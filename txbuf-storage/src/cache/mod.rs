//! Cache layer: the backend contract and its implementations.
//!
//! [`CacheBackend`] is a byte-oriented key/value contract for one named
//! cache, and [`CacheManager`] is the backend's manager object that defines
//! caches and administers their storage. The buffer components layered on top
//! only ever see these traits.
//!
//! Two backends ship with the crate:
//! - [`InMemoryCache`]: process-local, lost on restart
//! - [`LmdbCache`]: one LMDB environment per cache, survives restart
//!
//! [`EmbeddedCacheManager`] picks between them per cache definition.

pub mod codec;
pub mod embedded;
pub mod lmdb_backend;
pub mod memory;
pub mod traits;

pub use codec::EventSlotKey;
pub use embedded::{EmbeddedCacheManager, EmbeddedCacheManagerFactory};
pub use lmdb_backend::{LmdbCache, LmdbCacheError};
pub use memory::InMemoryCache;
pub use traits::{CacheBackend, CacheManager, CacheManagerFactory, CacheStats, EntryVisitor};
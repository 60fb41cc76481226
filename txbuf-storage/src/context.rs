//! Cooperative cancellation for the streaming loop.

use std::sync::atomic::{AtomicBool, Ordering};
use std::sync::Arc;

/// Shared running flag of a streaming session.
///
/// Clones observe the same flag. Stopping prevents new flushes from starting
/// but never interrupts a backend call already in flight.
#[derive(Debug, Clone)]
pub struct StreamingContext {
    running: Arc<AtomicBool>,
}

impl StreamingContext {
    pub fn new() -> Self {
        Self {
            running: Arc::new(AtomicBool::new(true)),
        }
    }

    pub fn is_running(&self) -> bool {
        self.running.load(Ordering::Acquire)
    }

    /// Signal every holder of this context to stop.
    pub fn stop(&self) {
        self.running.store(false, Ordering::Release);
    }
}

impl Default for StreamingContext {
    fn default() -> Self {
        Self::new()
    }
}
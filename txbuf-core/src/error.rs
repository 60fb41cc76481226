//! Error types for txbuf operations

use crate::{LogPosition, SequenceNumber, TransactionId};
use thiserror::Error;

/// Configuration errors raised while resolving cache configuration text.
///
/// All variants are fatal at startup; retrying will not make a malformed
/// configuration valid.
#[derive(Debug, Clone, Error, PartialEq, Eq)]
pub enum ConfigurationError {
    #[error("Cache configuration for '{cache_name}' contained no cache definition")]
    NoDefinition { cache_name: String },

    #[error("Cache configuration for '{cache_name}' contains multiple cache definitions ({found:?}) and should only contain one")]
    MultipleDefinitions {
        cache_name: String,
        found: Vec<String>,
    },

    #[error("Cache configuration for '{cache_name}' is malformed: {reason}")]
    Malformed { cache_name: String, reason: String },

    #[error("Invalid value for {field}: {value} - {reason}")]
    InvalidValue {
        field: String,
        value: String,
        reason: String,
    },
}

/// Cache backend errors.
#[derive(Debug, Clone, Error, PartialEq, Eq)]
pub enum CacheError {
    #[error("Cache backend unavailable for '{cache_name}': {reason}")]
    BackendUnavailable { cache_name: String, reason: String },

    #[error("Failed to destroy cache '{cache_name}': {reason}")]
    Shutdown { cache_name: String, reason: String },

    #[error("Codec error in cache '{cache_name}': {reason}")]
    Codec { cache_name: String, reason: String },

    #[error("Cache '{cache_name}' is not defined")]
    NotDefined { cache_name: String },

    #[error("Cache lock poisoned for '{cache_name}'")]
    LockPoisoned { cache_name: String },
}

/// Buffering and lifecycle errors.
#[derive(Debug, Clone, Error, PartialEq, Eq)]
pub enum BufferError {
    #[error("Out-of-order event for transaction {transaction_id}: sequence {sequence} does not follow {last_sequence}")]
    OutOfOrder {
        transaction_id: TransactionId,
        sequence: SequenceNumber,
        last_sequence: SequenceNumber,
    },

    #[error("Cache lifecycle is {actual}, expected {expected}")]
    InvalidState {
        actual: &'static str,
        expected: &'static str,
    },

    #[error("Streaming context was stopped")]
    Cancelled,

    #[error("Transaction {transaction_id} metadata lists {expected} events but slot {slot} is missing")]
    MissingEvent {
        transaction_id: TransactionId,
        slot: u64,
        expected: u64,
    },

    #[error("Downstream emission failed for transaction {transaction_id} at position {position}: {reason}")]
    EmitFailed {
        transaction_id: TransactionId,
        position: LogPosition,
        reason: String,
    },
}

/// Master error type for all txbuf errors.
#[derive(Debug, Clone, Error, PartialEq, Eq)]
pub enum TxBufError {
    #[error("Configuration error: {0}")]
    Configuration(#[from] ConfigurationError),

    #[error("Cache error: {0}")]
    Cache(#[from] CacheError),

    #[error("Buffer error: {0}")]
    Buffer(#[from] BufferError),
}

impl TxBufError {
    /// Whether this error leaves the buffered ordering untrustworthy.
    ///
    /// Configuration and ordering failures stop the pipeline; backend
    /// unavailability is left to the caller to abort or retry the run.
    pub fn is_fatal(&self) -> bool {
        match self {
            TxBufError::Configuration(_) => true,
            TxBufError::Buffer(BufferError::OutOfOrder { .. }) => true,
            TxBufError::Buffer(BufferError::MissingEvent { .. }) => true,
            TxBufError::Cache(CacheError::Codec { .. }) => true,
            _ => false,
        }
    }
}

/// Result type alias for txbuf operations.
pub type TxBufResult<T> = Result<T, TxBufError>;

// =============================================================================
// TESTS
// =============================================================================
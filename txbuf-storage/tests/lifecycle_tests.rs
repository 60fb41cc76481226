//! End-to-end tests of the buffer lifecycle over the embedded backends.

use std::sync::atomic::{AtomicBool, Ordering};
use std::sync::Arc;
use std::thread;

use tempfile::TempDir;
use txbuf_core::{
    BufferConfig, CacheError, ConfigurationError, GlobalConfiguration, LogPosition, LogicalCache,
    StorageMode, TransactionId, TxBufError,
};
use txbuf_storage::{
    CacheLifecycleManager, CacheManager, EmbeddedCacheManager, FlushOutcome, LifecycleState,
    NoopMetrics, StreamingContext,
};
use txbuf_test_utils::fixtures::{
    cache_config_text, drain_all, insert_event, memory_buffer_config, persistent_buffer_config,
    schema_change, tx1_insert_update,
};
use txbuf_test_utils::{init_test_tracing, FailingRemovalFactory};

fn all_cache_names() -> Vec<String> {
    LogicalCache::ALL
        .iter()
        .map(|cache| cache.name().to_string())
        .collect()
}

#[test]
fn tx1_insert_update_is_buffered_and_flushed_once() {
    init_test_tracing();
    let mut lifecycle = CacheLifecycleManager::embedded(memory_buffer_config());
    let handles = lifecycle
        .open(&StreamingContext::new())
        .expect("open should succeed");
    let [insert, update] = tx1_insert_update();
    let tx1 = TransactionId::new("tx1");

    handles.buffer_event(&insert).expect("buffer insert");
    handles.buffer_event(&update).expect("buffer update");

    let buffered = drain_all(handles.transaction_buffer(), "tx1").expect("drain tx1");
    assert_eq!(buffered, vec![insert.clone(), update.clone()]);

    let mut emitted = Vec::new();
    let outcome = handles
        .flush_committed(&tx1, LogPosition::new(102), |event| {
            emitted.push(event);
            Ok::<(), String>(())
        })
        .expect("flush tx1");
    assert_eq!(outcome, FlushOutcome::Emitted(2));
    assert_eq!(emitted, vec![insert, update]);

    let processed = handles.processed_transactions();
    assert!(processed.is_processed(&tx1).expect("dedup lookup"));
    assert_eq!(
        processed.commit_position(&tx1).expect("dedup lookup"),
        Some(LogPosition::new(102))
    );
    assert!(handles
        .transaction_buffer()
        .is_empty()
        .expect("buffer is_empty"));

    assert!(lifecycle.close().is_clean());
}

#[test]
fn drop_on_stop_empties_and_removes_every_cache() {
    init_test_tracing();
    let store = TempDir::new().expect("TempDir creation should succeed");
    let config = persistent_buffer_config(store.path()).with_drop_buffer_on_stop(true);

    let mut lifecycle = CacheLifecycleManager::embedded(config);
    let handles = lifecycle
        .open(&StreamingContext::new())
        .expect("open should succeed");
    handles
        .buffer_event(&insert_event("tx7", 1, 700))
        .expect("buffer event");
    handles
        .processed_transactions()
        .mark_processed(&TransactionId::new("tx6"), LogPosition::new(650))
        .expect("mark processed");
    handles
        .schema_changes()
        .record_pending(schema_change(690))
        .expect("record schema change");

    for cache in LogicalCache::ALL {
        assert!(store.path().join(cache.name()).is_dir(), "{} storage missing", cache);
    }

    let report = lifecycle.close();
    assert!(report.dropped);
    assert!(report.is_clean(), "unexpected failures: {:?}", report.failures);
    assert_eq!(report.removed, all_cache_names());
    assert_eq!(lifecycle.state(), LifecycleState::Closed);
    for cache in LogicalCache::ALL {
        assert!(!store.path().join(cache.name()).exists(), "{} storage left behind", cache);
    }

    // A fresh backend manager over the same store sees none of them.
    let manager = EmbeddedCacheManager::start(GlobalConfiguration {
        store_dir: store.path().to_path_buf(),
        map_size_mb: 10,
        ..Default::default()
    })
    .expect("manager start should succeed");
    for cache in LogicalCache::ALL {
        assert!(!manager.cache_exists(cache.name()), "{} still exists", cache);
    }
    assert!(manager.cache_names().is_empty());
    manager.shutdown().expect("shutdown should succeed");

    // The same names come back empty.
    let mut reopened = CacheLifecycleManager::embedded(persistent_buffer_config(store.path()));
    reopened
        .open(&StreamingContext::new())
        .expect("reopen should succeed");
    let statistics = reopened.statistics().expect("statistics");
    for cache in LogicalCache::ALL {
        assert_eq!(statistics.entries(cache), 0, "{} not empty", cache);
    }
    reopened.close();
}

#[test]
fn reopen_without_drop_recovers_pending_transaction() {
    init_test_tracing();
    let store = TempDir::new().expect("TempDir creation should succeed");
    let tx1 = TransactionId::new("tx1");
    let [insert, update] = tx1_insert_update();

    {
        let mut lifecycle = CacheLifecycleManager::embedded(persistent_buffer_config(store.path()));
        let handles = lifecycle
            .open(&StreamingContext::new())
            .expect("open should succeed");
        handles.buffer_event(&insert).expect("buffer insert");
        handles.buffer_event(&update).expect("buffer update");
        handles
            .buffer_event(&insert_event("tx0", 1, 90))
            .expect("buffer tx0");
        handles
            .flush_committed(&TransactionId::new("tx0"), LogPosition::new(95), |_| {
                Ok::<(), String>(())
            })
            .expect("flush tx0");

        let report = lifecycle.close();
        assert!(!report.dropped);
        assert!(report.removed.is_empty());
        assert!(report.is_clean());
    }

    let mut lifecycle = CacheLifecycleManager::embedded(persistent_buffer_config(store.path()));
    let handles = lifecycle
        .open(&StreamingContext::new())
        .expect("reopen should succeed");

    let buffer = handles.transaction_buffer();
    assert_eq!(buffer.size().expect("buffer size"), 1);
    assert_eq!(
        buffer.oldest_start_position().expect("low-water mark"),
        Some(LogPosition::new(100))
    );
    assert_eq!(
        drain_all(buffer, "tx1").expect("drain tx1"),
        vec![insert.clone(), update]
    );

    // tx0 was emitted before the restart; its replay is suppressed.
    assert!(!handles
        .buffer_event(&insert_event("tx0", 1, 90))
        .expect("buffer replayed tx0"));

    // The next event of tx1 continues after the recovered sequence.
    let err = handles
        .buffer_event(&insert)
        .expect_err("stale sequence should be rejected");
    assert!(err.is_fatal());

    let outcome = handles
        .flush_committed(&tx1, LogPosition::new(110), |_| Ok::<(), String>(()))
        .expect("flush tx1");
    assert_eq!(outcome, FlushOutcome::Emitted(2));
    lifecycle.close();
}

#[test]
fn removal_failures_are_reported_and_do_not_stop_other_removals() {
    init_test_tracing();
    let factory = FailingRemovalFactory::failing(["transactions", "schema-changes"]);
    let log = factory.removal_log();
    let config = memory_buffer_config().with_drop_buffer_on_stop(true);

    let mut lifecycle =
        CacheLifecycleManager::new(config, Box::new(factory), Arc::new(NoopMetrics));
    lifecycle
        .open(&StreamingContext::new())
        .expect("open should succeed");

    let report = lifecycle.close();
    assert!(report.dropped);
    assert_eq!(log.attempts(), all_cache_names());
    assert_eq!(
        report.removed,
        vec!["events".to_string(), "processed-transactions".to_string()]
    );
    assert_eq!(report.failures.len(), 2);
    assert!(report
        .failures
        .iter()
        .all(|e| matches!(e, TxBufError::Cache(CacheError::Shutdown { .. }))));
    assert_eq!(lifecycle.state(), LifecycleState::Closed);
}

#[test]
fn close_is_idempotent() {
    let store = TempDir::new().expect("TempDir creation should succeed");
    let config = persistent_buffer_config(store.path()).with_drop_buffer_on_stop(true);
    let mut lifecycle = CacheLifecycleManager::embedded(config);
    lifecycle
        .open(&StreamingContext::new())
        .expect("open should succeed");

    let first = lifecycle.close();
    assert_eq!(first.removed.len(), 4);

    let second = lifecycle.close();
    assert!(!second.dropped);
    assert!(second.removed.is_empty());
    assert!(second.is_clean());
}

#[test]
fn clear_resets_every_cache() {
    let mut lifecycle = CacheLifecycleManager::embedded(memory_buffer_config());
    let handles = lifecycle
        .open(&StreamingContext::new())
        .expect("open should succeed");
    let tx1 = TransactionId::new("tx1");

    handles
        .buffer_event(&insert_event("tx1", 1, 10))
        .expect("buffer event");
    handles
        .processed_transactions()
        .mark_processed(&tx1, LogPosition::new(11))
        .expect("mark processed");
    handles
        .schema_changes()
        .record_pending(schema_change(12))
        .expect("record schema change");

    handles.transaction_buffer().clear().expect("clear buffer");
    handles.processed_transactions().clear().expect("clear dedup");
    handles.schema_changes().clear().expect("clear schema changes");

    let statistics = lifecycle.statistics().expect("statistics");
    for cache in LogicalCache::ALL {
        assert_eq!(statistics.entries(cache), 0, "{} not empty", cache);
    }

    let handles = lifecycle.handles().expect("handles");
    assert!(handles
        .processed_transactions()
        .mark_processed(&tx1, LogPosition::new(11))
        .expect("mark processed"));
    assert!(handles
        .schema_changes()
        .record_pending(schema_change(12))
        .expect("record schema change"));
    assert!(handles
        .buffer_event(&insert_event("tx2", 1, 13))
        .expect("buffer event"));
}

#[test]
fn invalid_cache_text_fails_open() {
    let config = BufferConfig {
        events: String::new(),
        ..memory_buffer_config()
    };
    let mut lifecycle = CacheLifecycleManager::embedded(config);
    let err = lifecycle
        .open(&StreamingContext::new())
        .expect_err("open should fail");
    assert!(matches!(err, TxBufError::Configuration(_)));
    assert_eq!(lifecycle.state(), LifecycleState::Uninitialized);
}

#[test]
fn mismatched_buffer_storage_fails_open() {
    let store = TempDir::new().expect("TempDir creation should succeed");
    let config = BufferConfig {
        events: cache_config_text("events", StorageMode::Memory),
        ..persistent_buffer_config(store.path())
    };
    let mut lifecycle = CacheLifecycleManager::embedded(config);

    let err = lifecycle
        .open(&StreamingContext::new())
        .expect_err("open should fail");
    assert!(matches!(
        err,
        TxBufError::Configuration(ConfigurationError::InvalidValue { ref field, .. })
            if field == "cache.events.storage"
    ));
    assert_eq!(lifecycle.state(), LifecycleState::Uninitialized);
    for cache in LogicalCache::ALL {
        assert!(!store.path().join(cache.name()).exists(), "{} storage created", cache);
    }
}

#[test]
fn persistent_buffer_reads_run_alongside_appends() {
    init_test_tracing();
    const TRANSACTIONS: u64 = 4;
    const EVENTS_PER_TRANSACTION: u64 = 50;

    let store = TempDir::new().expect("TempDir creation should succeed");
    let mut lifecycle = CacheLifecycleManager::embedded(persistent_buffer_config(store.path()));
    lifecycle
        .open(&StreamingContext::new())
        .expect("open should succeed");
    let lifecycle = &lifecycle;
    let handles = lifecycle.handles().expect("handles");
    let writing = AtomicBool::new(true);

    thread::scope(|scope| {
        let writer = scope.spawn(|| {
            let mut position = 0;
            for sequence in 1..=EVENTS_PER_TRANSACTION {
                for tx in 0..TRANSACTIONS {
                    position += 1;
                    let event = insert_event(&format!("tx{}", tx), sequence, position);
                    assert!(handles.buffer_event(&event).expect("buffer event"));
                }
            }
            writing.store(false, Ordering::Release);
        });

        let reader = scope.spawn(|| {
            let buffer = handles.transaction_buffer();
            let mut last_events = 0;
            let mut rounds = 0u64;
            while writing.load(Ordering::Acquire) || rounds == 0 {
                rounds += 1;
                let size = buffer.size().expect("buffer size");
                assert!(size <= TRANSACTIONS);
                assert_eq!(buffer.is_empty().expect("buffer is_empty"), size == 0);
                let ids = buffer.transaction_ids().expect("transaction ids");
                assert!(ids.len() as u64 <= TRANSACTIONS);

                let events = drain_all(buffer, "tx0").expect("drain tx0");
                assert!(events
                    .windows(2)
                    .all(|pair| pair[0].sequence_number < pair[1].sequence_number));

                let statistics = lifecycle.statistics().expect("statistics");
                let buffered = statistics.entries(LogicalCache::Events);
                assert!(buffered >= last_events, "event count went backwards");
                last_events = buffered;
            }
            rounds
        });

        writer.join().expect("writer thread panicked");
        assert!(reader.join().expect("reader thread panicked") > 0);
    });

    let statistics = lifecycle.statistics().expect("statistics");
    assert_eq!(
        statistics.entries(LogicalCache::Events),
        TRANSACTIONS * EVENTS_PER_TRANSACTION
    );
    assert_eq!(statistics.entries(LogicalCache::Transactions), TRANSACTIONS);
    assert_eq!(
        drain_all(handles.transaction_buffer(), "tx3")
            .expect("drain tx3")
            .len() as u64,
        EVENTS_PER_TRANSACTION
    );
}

# # #

Select all lines in the listing that include the word "TxBufError".

pub enum TxBufError {
impl TxBufError {
            TxBufError::Configuration(_) => true,
            TxBufError::Buffer(BufferError::OutOfOrder { .. }) => true,
            TxBufError::Buffer(BufferError::MissingEvent { .. }) => true,
            TxBufError::Cache(CacheError::Codec { .. }) => true,
pub type TxBufResult<T> = Result<T, TxBufError>;
    StorageMode, TransactionId, TxBufError,
        .all(|e| matches!(e, TxBufError::Cache(CacheError::Shutdown { .. }))));
    assert!(matches!(err, TxBufError::Configuration(_)));
        TxBufError::Configuration(ConfigurationError::InvalidValue { ref field, .. })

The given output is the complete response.